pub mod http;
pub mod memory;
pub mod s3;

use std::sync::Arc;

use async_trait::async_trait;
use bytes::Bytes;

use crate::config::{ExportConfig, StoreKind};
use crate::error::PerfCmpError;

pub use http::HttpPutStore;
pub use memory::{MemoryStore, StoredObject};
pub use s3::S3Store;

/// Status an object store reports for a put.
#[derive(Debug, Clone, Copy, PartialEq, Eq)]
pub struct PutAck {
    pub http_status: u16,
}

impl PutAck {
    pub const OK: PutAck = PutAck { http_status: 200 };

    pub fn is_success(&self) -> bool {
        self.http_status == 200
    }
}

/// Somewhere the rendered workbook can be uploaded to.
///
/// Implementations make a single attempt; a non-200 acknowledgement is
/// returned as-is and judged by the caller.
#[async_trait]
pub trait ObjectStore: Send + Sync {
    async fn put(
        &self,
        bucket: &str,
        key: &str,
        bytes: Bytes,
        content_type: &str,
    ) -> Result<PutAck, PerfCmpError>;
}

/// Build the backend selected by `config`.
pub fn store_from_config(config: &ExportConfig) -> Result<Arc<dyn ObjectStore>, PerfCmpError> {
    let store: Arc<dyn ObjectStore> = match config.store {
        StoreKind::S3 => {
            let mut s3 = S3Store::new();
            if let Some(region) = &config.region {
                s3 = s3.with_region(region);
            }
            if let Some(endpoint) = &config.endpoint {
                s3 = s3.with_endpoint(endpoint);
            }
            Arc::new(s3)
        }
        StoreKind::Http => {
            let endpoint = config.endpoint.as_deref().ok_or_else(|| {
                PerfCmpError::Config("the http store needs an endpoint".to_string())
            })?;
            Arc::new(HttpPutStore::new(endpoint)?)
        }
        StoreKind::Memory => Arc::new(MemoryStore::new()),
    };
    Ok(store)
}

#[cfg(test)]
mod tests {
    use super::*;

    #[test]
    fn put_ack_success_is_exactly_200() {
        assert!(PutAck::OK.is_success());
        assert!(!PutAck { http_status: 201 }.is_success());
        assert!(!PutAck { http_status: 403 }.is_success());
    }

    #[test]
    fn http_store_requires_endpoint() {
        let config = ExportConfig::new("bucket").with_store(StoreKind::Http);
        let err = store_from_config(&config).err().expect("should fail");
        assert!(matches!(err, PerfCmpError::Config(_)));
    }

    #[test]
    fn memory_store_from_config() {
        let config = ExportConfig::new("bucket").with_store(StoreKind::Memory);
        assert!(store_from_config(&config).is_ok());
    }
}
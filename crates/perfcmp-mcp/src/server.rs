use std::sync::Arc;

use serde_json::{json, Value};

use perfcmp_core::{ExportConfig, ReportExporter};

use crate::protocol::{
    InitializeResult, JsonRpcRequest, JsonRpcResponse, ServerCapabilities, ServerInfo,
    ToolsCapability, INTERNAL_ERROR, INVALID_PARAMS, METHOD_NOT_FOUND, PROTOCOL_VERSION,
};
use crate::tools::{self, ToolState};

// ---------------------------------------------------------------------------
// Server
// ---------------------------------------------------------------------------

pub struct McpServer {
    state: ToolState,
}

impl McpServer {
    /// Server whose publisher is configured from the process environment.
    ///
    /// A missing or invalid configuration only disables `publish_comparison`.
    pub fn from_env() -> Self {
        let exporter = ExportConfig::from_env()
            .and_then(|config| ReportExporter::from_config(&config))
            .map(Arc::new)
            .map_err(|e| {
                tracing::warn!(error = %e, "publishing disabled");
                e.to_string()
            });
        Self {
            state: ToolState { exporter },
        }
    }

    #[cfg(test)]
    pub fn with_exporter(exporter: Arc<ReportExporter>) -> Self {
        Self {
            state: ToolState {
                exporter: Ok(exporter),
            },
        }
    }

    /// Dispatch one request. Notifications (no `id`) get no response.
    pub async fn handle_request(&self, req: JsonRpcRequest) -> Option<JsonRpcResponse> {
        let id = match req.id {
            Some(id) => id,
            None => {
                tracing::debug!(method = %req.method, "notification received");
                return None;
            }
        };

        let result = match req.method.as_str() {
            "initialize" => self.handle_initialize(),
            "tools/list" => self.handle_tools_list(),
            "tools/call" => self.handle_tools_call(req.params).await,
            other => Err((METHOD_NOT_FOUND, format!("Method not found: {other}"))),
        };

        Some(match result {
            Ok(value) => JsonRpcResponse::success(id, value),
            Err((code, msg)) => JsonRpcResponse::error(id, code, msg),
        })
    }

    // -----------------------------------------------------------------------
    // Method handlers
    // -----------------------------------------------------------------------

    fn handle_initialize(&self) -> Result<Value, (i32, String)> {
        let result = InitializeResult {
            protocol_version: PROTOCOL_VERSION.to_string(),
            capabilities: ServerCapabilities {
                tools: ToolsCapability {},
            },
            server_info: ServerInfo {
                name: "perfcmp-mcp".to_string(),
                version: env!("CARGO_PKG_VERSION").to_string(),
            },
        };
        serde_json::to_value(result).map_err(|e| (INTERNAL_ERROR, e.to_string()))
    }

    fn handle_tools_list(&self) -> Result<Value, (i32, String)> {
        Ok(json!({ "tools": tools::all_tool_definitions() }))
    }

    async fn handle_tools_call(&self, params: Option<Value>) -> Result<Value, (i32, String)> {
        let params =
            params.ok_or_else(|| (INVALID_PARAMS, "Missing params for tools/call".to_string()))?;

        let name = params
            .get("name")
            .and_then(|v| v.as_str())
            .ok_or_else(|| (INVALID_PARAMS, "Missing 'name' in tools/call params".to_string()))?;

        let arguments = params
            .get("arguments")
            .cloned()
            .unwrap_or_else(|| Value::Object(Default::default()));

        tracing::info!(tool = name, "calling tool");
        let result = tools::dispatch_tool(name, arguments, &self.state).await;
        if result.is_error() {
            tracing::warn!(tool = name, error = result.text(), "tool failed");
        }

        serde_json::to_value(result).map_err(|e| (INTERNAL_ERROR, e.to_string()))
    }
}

======

### What is expected
For every line of the records with the string "ObjectStore", add one to a tally; give the final tally alone.

### Response below
3